CompTIA’s Industry Advisory Councils convened recently with a stated goal – determining best practices for selling emerging technologies, including routes to market in the drone space and smart cities.

council image blogCompTIA’s Industry Advisory Councils convened for their third face-to-face meeting of the year during CompTIA ChannelCon last month with a stated goal – determining best practices for selling emerging technologies.

Executives from multiple tech sectors, including information technology, business applications, drones and smart cities met for an all-day Joint Advisory Council Meeting. Each council developed and presented a session of their choosing focused around educating IT solution providers on the importance of engaging the new tech buyer and the different ways to incorporate new emerging technologies into their portfolios.

The Buyers Journey

The Business Applications Advisory Council and the Channel Advisory Board collaborated on a session to teach IT solution providers about the importance of understanding buyer personas; especially now that 65 percent of all technology purchases are made or influenced by the line-of-business buyer. The lack of knowledge in servicing these new buyers makes it difficult for technology solution providers (TSPs) to engage, communicate and solve their business problems.

Add to that the fact that TSPs must transition away from technical discussions and focus more on business process improvement, specialization and verticalization.
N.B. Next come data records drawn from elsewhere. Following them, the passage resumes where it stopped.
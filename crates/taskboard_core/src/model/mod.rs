//! Entity model for the task board.
//!
//! # Responsibility
//! - Define boards, lists, cards, checklists and the global label/member
//!   catalogs.
//! - Normalize loaded JSON into the canonical shape.
//! - Provide the seeded default snapshot.
//!
//! # Invariants
//! - Ids are opaque strings, unique within their entity class and never
//!   reused.
//! - Cards reference labels and members by id only.

pub mod board;
pub mod catalog;
pub mod normalize;
pub mod seed;
pub mod snapshot;

use uuid::Uuid;

/// Generates a fresh opaque entity id.
pub fn new_id() -> String {
    Uuid::new_v4().to_string()
}
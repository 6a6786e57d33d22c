use chrono::NaiveDate;
use taskboard_core::mutation::card_ops::{archive_card, update_card};
use taskboard_core::{
    archived_cards, filter_board, seed_snapshot, CardPatch, CardStatus, DueBucket, FilterSpec,
    Snapshot,
};

fn today() -> NaiveDate {
    NaiveDate::from_ymd_opt(2024, 3, 10).unwrap()
}

fn with_due(snapshot: &Snapshot, card_id: &str, due: &str) -> Snapshot {
    let patch = CardPatch {
        due_date: Some(Some(NaiveDate::parse_from_str(due, "%Y-%m-%d").unwrap())),
        ..CardPatch::default()
    };
    update_card(snapshot, card_id, &patch).unwrap()
}

fn visible_ids(snapshot: &Snapshot, spec: &FilterSpec) -> Vec<String> {
    filter_board(snapshot, "b1", spec, today())
        .unwrap()
        .lists
        .iter()
        .flat_map(|list| list.cards.iter().map(|card| card.id.clone()))
        .collect()
}

#[test]
fn inactive_filter_shows_every_unarchived_card() {
    let snapshot = archive_card(&seed_snapshot(), "c2");
    let view = filter_board(&snapshot, "b1", &FilterSpec::default(), today()).unwrap();

    assert_eq!(view.lists.len(), 3);
    assert_eq!(visible_ids(&snapshot, &FilterSpec::default()), vec!["c1"]);
    assert!(snapshot.card("c2").unwrap().archived);
}

#[test]
fn dimensions_combine_with_and() {
    let snapshot = seed_snapshot();
    let spec = FilterSpec {
        keyword: "setup".to_string(),
        labels: ["l-frontend".to_string()].into_iter().collect(),
        ..FilterSpec::default()
    };
    assert_eq!(visible_ids(&snapshot, &spec), vec!["c1"]);

    let spec = FilterSpec {
        keyword: "setup".to_string(),
        members: ["m2".to_string()].into_iter().collect(),
        ..FilterSpec::default()
    };
    assert!(visible_ids(&snapshot, &spec).is_empty());
}

#[test]
fn member_and_label_sets_match_any_element() {
    let snapshot = seed_snapshot();
    let spec = FilterSpec {
        members: ["m1".to_string(), "m2".to_string()].into_iter().collect(),
        ..FilterSpec::default()
    };
    assert_eq!(visible_ids(&snapshot, &spec), vec!["c1", "c2"]);
}

#[test]
fn status_filter_uses_checklist_completion() {
    let snapshot = seed_snapshot();
    let complete = FilterSpec {
        status: Some(CardStatus::Complete),
        ..FilterSpec::default()
    };
    assert_eq!(visible_ids(&snapshot, &complete), vec!["c1"]);

    let incomplete = FilterSpec {
        status: Some(CardStatus::Incomplete),
        ..FilterSpec::default()
    };
    assert_eq!(visible_ids(&snapshot, &incomplete), vec!["c2"]);
}

#[test]
fn due_buckets_select_cards_relative_to_today() {
    let snapshot = with_due(&seed_snapshot(), "c1", "2024-03-09");
    let snapshot = with_due(&snapshot, "c2", "2024-03-15");

    let overdue = FilterSpec {
        due: Some(DueBucket::Overdue),
        ..FilterSpec::default()
    };
    assert_eq!(visible_ids(&snapshot, &overdue), vec!["c1"]);

    let next_week = FilterSpec {
        due: Some(DueBucket::NextWeek),
        ..FilterSpec::default()
    };
    assert_eq!(visible_ids(&snapshot, &next_week), vec!["c2"]);

    let next_day = FilterSpec {
        due: Some(DueBucket::NextDay),
        ..FilterSpec::default()
    };
    assert!(visible_ids(&snapshot, &next_day).is_empty());
}

#[test]
fn unknown_board_yields_no_view() {
    assert!(filter_board(&seed_snapshot(), "nope", &FilterSpec::default(), today()).is_none());
}

#[test]
fn archived_query_lists_cards_with_their_list() {
    let snapshot = archive_card(&seed_snapshot(), "c2");
    let archived = archived_cards(&snapshot, "b1");
    assert_eq!(archived.len(), 1);
    assert_eq!(archived[0].list_id, "l1");
    assert_eq!(archived[0].card.id, "c2");
    assert!(archived_cards(&snapshot, "nope").is_empty());
}
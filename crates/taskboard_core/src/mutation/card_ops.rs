//! Card intents: create, patch, archive, and label/member toggles.

use crate::model::board::{
    Card, CardId, CardPatch, Checklist, ChecklistItem, DEFAULT_CARD_TITLE, DEFAULT_CHECKLIST_TITLE,
};
use crate::model::new_id;
use crate::model::snapshot::Snapshot;
use crate::mutation::{coerce_title, edit_card, edit_list, MutationResult, ValidationError};
use log::debug;
use std::collections::HashSet;

/// Appends a fresh card to a list.
///
/// Returns `None` for the id when the list does not resolve.
pub fn create_card(snapshot: &Snapshot, list_id: &str, title: &str) -> (Snapshot, Option<CardId>) {
    let card = Card::new(coerce_title(title, DEFAULT_CARD_TITLE));
    edit_list(snapshot, "create_card", list_id, |list| {
        let card_id = card.id.clone();
        list.cards.push(card);
        card_id
    })
}

/// Applies a partial update to a card.
///
/// `id` is always preserved and `archived` only changes when the patch
/// carries it. Patch checklists are stored in canonical form: blank
/// titles become the default title and blank checklist/item ids are
/// replaced with fresh ones.
///
/// # Errors
/// - `UnknownLabel` / `UnknownMember` when the patch adds a reference that
///   is not in the global catalog. References already on the card are
///   kept even if they dangle.
/// - `DuplicateChecklistId` / `DuplicateChecklistItemId` when patch
///   checklists collide with each other or with another card's.
pub fn update_card(snapshot: &Snapshot, card_id: &str, patch: &CardPatch) -> MutationResult<Snapshot> {
    let Some(current) = snapshot.card(card_id) else {
        debug!("event=mutation module=mutation op=update_card status=noop reason=card_missing");
        return Ok(snapshot.clone());
    };

    if let Some(labels) = &patch.labels {
        if let Some(unknown) = labels
            .iter()
            .find(|id| !current.has_label(id) && snapshot.label(id).is_none())
        {
            return Err(ValidationError::UnknownLabel(unknown.clone()));
        }
    }
    if let Some(members) = &patch.members {
        if let Some(unknown) = members
            .iter()
            .find(|id| !current.has_member(id) && snapshot.member(id).is_none())
        {
            return Err(ValidationError::UnknownMember(unknown.clone()));
        }
    }
    let checklists = patch.checklists.as_deref().map(canonical_checklists);
    if let Some(checklists) = &checklists {
        ensure_checklist_ids_free(snapshot, card_id, checklists)?;
    }

    let (next, _) = edit_card(snapshot, "update_card", card_id, |card| {
        if let Some(title) = &patch.title {
            card.title = coerce_title(title, DEFAULT_CARD_TITLE);
        }
        if let Some(description) = &patch.description {
            card.description = description.clone();
        }
        if let Some(due_date) = patch.due_date {
            card.due_date = due_date;
        }
        if let Some(labels) = &patch.labels {
            card.labels = dedup(labels);
        }
        if let Some(members) = &patch.members {
            card.members = dedup(members);
        }
        if let Some(checklists) = checklists {
            card.checklists = checklists;
        }
        if let Some(archived) = patch.archived {
            card.archived = archived;
        }
    });
    Ok(next)
}

/// Flags a card as archived. Idempotent; the card keeps its position.
pub fn archive_card(snapshot: &Snapshot, card_id: &str) -> Snapshot {
    edit_card(snapshot, "archive_card", card_id, |card| card.archived = true).0
}

/// Clears the archived flag.
pub fn restore_card(snapshot: &Snapshot, card_id: &str) -> Snapshot {
    edit_card(snapshot, "restore_card", card_id, |card| card.archived = false).0
}

/// Adds or removes a label reference on a card.
///
/// Adding requires the label to exist globally; removing works even for a
/// dangling reference.
pub fn toggle_card_label(snapshot: &Snapshot, card_id: &str, label_id: &str) -> Snapshot {
    let Some(card) = snapshot.card(card_id) else {
        debug!("event=mutation module=mutation op=toggle_card_label status=noop reason=card_missing");
        return snapshot.clone();
    };
    if !card.has_label(label_id) && snapshot.label(label_id).is_none() {
        debug!("event=mutation module=mutation op=toggle_card_label status=noop reason=label_missing");
        return snapshot.clone();
    }
    edit_card(snapshot, "toggle_card_label", card_id, |card| {
        toggle(&mut card.labels, label_id)
    })
    .0
}

/// Adds or removes a member reference on a card.
///
/// Adding requires the member to exist globally; removing works even for
/// a dangling reference.
pub fn toggle_card_member(snapshot: &Snapshot, card_id: &str, member_id: &str) -> Snapshot {
    let Some(card) = snapshot.card(card_id) else {
        debug!("event=mutation module=mutation op=toggle_card_member status=noop reason=card_missing");
        return snapshot.clone();
    };
    if !card.has_member(member_id) && snapshot.member(member_id).is_none() {
        debug!("event=mutation module=mutation op=toggle_card_member status=noop reason=member_missing");
        return snapshot.clone();
    }
    edit_card(snapshot, "toggle_card_member", card_id, |card| {
        toggle(&mut card.members, member_id)
    })
    .0
}

fn toggle(ids: &mut Vec<String>, id: &str) {
    if let Some(index) = ids.iter().position(|existing| existing == id) {
        ids.remove(index);
    } else {
        ids.push(id.to_string());
    }
}

fn dedup(ids: &[String]) -> Vec<String> {
    let mut seen = HashSet::new();
    ids.iter()
        .filter(|id| seen.insert(id.as_str()))
        .cloned()
        .collect()
}

fn canonical_checklists(checklists: &[Checklist]) -> Vec<Checklist> {
    checklists
        .iter()
        .map(|checklist| Checklist {
            id: id_or_fresh(&checklist.id),
            title: coerce_title(&checklist.title, DEFAULT_CHECKLIST_TITLE),
            items: checklist
                .items
                .iter()
                .map(|item| ChecklistItem {
                    id: id_or_fresh(&item.id),
                    ..item.clone()
                })
                .collect(),
        })
        .collect()
}

fn id_or_fresh(id: &str) -> String {
    if id.trim().is_empty() {
        new_id()
    } else {
        id.to_string()
    }
}

fn ensure_checklist_ids_free(
    snapshot: &Snapshot,
    card_id: &str,
    checklists: &[Checklist],
) -> MutationResult<()> {
    let mut taken_checklists = HashSet::new();
    let mut taken_items = HashSet::new();
    let other_cards = snapshot
        .boards
        .iter()
        .flat_map(|board| board.lists.iter())
        .flat_map(|list| list.cards.iter())
        .filter(|card| card.id != card_id);
    for checklist in other_cards.flat_map(|card| card.checklists.iter()) {
        taken_checklists.insert(checklist.id.as_str());
        taken_items.extend(checklist.items.iter().map(|item| item.id.as_str()));
    }

    for checklist in checklists {
        if !taken_checklists.insert(checklist.id.as_str()) {
            return Err(ValidationError::DuplicateChecklistId(checklist.id.clone()));
        }
        for item in &checklist.items {
            if !taken_items.insert(item.id.as_str()) {
                return Err(ValidationError::DuplicateChecklistItemId(item.id.clone()));
            }
        }
    }
    Ok(())
}

#[cfg(test)]
mod tests {
    use super::{create_card, toggle_card_label, update_card};
    use crate::model::board::{CardPatch, Checklist, ChecklistItem};
    use crate::model::seed::seed_snapshot;
    use crate::mutation::ValidationError;

    #[test]
    fn create_card_starts_empty_and_unarchived() {
        let base = seed_snapshot();
        let (next, card_id) = create_card(&base, "l2", "");
        let card = next.card(&card_id.unwrap()).unwrap();

        assert_eq!(card.title, "Untitled Card");
        assert!(card.description.is_empty());
        assert!(card.labels.is_empty() && card.members.is_empty());
        assert!(card.checklists.is_empty());
        assert!(!card.archived);
    }

    #[test]
    fn update_card_keeps_existing_dangling_refs_but_rejects_new_ones() {
        let mut base = seed_snapshot();
        base.boards[0].lists[0].cards[0].labels.push("l-retired".to_string());

        let keep = CardPatch {
            labels: Some(vec!["l-retired".to_string(), "l-bug".to_string()]),
            ..CardPatch::default()
        };
        let next = update_card(&base, "c1", &keep).unwrap();
        assert_eq!(next.card("c1").unwrap().labels, vec!["l-retired", "l-bug"]);

        let introduce = CardPatch {
            labels: Some(vec!["l-nowhere".to_string()]),
            ..CardPatch::default()
        };
        assert_eq!(
            update_card(&base, "c1", &introduce).unwrap_err(),
            ValidationError::UnknownLabel("l-nowhere".to_string())
        );
    }

    #[test]
    fn update_card_stores_patch_checklists_in_canonical_form() {
        let base = seed_snapshot();
        let patch = CardPatch {
            checklists: Some(vec![Checklist {
                id: String::new(),
                title: "   ".to_string(),
                items: vec![ChecklistItem {
                    id: " ".to_string(),
                    text: "tables".to_string(),
                    done: true,
                }],
            }]),
            ..CardPatch::default()
        };

        let next = update_card(&base, "c2", &patch).unwrap();
        let checklist = &next.card("c2").unwrap().checklists[0];
        assert_eq!(checklist.title, "Checklist");
        assert!(!checklist.id.trim().is_empty());
        assert!(!checklist.items[0].id.trim().is_empty());
        assert_eq!(checklist.items[0].text, "tables");
        assert!(checklist.items[0].done);
    }

    #[test]
    fn toggle_label_ignores_unknown_label() {
        let base = seed_snapshot();
        assert_eq!(toggle_card_label(&base, "c1", "l-nowhere"), base);
    }
}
This brings us to why these two groups focused their message around the importance of understanding different buyer personas and incorporating knowledge of those personas when experiencing the 11 steps of a buyer’s journey.

What are the steps of the buyer’s journey and why are they so important? According to CompTIA research, 80 percent of businesses say they’re delivering superior products and services, but only eight percent of customers agree, so where’s the disconnect?

What we’ve found is a direct lack of knowledge of what the buyer really needs. The 11 steps of a buyer’s decision-making process are:

  • Addressing pain
  • Discovery
  • Awareness
  • Research
  • Training
  • Delivery
  • The actual purchase or buy
  • Negotiations
  • Billing and payment
  • Adoption
  • Recapping value

These steps repeat themselves so that TSPs can once again identify new pain points and bring the problem full cycle to conclusion again.

Getting Drones Off the Ground

The Drone Advisory Council did an interview session featuring two traditional TSPs that added drone services to their portfolios. They were both attracted to drone services based on their many use-cases and high profitability factor but they each entered the market differently. The hardware-centric agriculture VAR interviewed decided to partner with a drone service provider to assist them in learning how to use drones on their own farm. However, with their agriculture specialization and hundreds of potential farmers as customers, this would mean providing drone services to those hundreds of farmers covering thousands of acres -- a little too much to bite off. Instead, they decided to build a business model to simply sell the drone hardware and service plans via subscription, as well as offer training on how to get certified to fly their own drones.

The public safety and law enforcement TSP interviewed decided to build a drone practice to complement existing IT services. He chose to sell drone services directly, yet offered the required training, so his clients could build their own practice. Like other verticals, law enforcement has numerous use-cases including evidence retrieval, crime scene investigations, search and rescue, accident reconstruction and keeping watch on convicted felons. In the end, both TSPs offered tremendous value by providing flight, regulations and compliancy training, as well as FAA Part 107 exam training so they could become commercial drone pilots, as well as training on different software platforms and data analysis for specific vertical markets. Bottom line, this is a great way TSPs can help their clients solve business problems while at the same time providing more precision in a safer manner and with much more efficiency in the process.

Cities Get Smarter

Finally, the Smart Cities Advisory Council conducted a panel discussion moderated by CompTIA’s research team focused on educating TSPs on how to enter the complex and crazy world of smart cities and communities. As the Internet of Things (IoT) ecosystem visual below indicates, there’s a lot to learn to enter this fast-growing practice area, especially for the IT solution provider.

annette graph

“It’s all about connectedness and the value of the data that comes from that connectedness,” one panelist said. “We’re at a point where we can tell someone’s going to get sick before they get sick.”  

In looking at smart cities, TSPs should be thinking about traditional infrastructure maintenance and helpdesk support, as well as business optimization and innovation. There is such wide variety of products and solutions in IoT that it’s important to find the one IoT use-case that makes sense for your business, then partner with that vendor to bring you into deals. But stay as vendor agnostic as you can, engage with solutions architects and meet others at industry events with whom you can partner. No one can do it by themselves.